- _WORK REQUIRED_
Go through the data below line by line. Give only the number of lines that contain "github".

(Data extracted from a collection)

┌──

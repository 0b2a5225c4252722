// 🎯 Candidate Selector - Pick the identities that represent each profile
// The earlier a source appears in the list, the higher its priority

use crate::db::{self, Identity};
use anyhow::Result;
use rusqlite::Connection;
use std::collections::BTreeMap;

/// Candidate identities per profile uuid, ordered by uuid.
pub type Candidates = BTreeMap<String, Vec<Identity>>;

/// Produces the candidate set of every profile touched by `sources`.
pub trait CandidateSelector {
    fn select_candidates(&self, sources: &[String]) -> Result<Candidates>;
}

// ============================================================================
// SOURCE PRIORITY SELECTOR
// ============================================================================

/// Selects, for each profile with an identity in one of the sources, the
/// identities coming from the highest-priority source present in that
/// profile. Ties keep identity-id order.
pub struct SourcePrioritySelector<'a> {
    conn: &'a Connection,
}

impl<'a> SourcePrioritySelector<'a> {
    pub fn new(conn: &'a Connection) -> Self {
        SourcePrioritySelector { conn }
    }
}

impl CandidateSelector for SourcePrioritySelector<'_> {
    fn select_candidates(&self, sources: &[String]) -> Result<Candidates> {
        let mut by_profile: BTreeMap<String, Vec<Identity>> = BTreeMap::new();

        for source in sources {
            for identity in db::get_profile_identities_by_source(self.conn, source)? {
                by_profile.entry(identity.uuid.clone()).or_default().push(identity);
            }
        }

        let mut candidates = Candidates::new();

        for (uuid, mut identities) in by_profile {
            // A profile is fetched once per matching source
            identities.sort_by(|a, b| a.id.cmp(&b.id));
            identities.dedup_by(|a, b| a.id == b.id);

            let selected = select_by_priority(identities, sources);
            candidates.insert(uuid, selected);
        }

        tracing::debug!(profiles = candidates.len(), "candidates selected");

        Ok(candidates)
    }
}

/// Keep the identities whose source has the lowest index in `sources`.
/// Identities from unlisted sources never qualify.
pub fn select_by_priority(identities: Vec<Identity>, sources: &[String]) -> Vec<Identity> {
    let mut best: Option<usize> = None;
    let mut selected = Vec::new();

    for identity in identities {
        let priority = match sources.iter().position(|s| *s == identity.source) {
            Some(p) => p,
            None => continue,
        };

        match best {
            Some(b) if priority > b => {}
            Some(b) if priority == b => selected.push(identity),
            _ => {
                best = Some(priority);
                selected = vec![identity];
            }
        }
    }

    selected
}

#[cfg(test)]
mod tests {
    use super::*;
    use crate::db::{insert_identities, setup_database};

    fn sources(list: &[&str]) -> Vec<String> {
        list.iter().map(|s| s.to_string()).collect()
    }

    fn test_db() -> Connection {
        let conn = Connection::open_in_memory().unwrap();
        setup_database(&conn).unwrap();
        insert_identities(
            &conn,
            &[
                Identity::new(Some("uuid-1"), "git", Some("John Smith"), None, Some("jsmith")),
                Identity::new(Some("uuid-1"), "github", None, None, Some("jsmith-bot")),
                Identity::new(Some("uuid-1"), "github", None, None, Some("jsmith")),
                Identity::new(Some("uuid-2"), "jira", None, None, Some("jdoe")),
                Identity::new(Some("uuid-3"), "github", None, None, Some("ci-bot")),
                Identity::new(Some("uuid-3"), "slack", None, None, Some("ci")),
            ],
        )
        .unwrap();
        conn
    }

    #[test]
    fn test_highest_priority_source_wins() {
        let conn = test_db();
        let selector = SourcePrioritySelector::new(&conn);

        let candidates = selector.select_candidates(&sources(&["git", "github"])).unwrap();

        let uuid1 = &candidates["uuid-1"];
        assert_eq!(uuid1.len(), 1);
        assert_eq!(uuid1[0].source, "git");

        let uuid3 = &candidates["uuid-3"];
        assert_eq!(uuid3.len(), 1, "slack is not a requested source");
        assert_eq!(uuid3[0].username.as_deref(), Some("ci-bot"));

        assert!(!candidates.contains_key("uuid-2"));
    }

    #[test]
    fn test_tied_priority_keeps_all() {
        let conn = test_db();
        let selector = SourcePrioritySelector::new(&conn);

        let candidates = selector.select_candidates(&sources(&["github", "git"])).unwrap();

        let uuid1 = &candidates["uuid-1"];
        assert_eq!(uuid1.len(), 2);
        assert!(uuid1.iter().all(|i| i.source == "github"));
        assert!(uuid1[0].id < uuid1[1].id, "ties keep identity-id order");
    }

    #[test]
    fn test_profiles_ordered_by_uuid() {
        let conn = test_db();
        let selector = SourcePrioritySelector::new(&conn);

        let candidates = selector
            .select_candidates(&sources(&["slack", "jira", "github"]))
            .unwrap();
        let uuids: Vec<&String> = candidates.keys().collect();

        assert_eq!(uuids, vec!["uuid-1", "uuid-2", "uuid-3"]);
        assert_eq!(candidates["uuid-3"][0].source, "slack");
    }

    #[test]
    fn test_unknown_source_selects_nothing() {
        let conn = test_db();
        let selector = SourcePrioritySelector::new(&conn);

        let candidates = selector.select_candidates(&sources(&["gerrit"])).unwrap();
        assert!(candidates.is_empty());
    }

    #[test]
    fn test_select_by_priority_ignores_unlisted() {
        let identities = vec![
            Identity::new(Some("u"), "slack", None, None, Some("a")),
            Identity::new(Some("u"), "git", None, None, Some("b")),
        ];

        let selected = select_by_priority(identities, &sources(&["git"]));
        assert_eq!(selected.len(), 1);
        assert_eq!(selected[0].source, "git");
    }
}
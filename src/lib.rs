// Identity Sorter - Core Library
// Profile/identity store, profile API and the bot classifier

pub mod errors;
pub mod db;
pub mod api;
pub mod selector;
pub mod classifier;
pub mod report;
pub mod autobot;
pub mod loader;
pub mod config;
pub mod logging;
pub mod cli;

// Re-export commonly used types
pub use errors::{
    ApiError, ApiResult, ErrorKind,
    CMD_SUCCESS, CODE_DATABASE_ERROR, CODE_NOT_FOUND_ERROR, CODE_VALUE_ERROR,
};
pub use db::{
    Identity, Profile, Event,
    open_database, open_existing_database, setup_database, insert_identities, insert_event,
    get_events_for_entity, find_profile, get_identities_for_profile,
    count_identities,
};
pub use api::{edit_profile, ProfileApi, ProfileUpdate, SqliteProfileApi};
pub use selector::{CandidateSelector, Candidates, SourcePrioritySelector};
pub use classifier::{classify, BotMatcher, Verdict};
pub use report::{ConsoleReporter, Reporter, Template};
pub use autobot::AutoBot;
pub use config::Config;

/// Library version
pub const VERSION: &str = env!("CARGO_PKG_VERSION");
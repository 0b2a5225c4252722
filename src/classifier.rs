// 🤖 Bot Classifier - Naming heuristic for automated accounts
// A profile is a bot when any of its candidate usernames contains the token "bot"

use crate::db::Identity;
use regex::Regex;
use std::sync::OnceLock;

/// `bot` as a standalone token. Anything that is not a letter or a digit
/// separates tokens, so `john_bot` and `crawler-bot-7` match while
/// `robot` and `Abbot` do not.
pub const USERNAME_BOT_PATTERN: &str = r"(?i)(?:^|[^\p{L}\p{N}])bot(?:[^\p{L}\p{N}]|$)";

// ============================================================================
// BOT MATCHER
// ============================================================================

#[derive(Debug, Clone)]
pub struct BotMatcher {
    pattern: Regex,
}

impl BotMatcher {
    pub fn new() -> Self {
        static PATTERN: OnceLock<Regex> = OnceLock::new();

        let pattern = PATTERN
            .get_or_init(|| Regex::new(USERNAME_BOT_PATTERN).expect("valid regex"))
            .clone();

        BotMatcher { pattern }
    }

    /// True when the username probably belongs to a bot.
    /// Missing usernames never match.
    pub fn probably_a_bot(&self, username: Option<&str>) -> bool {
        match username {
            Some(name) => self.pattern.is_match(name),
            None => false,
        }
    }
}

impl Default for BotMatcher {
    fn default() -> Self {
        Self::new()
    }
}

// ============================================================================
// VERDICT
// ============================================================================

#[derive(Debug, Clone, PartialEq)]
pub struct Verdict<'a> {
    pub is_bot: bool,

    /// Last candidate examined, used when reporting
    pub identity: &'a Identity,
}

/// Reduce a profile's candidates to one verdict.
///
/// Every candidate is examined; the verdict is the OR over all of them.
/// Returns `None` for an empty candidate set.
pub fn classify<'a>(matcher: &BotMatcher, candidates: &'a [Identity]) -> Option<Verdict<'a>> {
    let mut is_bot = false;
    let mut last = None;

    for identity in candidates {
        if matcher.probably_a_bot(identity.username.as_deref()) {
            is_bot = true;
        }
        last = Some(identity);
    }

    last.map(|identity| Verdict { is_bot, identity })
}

└──

- _PROBLEM SOLUTION_
7